_Task to carry out_
Only those lines running from the line that contains "pub mod error;" through the end of the material are to be written out, each exactly as shown.

_Recorded information_
[Start of Attachment]

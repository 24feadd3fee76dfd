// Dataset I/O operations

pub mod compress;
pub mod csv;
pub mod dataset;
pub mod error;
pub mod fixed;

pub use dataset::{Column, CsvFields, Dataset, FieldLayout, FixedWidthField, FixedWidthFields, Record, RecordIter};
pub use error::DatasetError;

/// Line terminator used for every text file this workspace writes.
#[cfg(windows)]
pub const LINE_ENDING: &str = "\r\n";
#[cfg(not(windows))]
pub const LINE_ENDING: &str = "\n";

[End of Attachment]

_Completed task_
pub mod error;
pub mod fixed;

pub use dataset::{Column, CsvFields, Dataset, FieldLayout, FixedWidthField, FixedWidthFields, Record, RecordIter};
pub use error::DatasetError;

/// Line terminator used for every text file this workspace writes.
#[cfg(windows)]
pub const LINE_ENDING: &str = "\r\n";
#[cfg(not(windows))]
pub const LINE_ENDING: &str = "\n";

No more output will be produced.